Advancing the tube to the carina (or deeper) and then pulling back is something I have never heard of.
In fact, this method sounds like it would inhibit ventilation of at least one lung, and possibly both if your luck didn't improve.
You push the obstruction into the right mainstem with the tube, and get a gunky plug stuck in the tip of the ETT in the process, then withdraw, ventilate, and blow the plug into the other mainstem...following the path of least resistance? Does this sound plausible to anyone else, or am I thinking too much into it?
In my experience the proper escalation for obstructed airway is:
If FBO is visible on laryngoscopy, remove object with forceps.
If unable to remove with forceps, move to surgical airway (assuming you see obstruction, but are unable to manipulate and remove it.)

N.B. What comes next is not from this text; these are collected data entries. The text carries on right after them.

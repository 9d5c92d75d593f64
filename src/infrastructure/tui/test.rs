use std::collections::VecDeque;
use std::future::Future;
use std::pin::Pin;

use color_eyre::eyre::Result;
use futures::future;
use ratatui::backend::TestBackend;
use ratatui::buffer::Buffer;
use ratatui::prelude::*;

use crate::infrastructure::tui::{Event, Frame, TuiLike};

/// Test-oriented TUI implementation backed by ratatui::backend::TestBackend.
/// - enter/exit/suspend are no-ops (no raw mode / alternate screen).
/// - next() returns events from an internal queue (non-blocking, immediate).
/// - draw() increments an internal counter for assertions.
pub struct TestTui {
    term: Terminal<TestBackend>,
    events: VecDeque<Event>,
    draws: usize,
}

impl TestTui {
    pub fn new(width: u16, height: u16) -> Result<Self> {
        let backend = TestBackend::new(width, height);
        let term = Terminal::new(backend)?;
        Ok(Self {
            term,
            events: VecDeque::new(),
            draws: 0,
        })
    }

    pub fn with_events(
        width: u16,
        height: u16,
        events: impl IntoIterator<Item = Event>,
    ) -> Result<Self> {
        let mut this = Self::new(width, height)?;
        this.events.extend(events);
        Ok(this)
    }

    /// Expose draw count for tests.
    pub fn draw_count(&self) -> usize {
        self.draws
    }

    /// Enqueue a single event for tests.
    pub fn enqueue_event(&mut self, ev: Event) {
        self.events.push_back(ev);
    }

    /// Last drawn buffer
    pub fn buffer(&self) -> &Buffer {
        self.term.backend().buffer()
    }

    /// Last drawn screen as one string per row
    pub fn screen_lines(&self) -> Vec<String> {
        let buffer = self.buffer();
        let area = buffer.area;
        (area.top()..area.bottom())
            .map(|y| {
                (area.left()..area.right())
                    .map(|x| buffer[(x, y)].symbol())
                    .collect::<String>()
            })
            .collect()
    }
}

impl TuiLike for TestTui {
    fn enter(&mut self) -> Result<()> {
        Ok(())
    }

    fn exit(&mut self) -> Result<()> {
        Ok(())
    }

    fn suspend(&mut self) -> Result<()> {
        Ok(())
    }

    fn size(&self) -> Result<Rect> {
        Ok(self.term.backend().buffer().area)
    }

    fn draw(&mut self, f: &mut dyn FnMut(&mut Frame<'_>)) -> Result<()> {
        self.term.draw(|frame| f(frame))?;
        self.draws += 1;
        Ok(())
    }

    fn resize(&mut self, area: Rect) -> Result<()> {
        self.term.backend_mut().resize(area.width, area.height);
        Ok(())
    }

    fn next(&mut self) -> Pin<Box<dyn Future<Output = Option<Event>> + Send + '_>> {
        let ev = self.events.pop_front();
        Box::pin(future::ready(ev))
    }
}

#[cfg(test)]
mod tests {
    use ratatui::widgets::Paragraph;

    use super::*;

    #[test]
    fn test_draw_counts_and_captures() {
        let mut tui = TestTui::new(10, 2).unwrap();
        tui.draw(&mut |f: &mut Frame<'_>| {
            f.render_widget(Paragraph::new("hello"), f.area());
        })
        .unwrap();

        assert_eq!(tui.draw_count(), 1);
        assert_eq!(tui.screen_lines()[0], "hello     ");
    }

    #[tokio::test]
    async fn test_events_are_queued() {
        let mut tui = TestTui::with_events(10, 2, vec![Event::Tick]).unwrap();
        tui.enqueue_event(Event::Quit);
        assert!(matches!(tui.next().await, Some(Event::Tick)));
        assert!(matches!(tui.next().await, Some(Event::Quit)));
        assert!(tui.next().await.is_none());
    }

    #[test]
    fn test_size_follows_resize() {
        let mut tui = TestTui::new(10, 2).unwrap();
        tui.resize(Rect::new(0, 0, 40, 12)).unwrap();
        assert_eq!(tui.size().unwrap(), Rect::new(0, 0, 40, 12));
    }
}
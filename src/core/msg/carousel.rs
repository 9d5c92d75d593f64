use serde::{Deserialize, Serialize};

use crate::domain::{carousel::Direction, gesture::Point};

/// Messages that update the testimonial carousel
///
/// Following Elm conventions, messages are named in past tense
/// to indicate "what happened" rather than "what to do"
#[derive(Debug, Clone, PartialEq, Serialize, Deserialize)]
pub enum CarouselMsg {
    /// The page finished loading
    Started,
    /// An arrow key stepped the carousel
    Stepped(Direction),
    /// An indicator was clicked
    IndicatorSelected(usize),
    /// The delayed slot swap of a render came due
    RenderElapsed,
    /// The pointer moved onto the carousel
    PointerEntered,
    /// The pointer moved off the carousel
    PointerLeft,
    GestureStarted(Point),
    GestureMoved(Point),
    GestureEnded,
    /// The grace or hover-leave delay came due
    ResumeElapsed,
    /// The repeating auto-advance timer fired
    AutoAdvanceElapsed,
}

impl CarouselMsg {
    /// Pointer motion arrives at mouse-report rate; keep it out of debug logs
    pub fn is_frequent(&self) -> bool {
        matches!(self, CarouselMsg::GestureMoved(_))
    }
}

In the event that provider saw the ETT pass through the vocal cords, and the "can't ventilate, can't oxygenate" situation persists despite ruling out other causes (DOPE, costal rigidity due to fentanyl administration, etc.) then proceed to surgical airway.
I am not advocating the "slice first, ask questions later" mentality, however I have seen providers with excellent airway management skills get bogged down in an intubation attempt that went nowhere but downhill after the first miss. They just could not seem to get their feet underneath them.
There are very few airways out in the field that refuse to "play by the rules" but when you encounter one, you better be ready to think on your feet, or else you are going to find yourself in an un-recoverable flat spin pretty quick.
All that is to say, I have never heard of advancing the tube then withdrawing as a correction method for FBO or can't ventilate can't oxygenate, and I think your time would be better spent dealing directly with the obstruction of possible, or bypassing it entirely.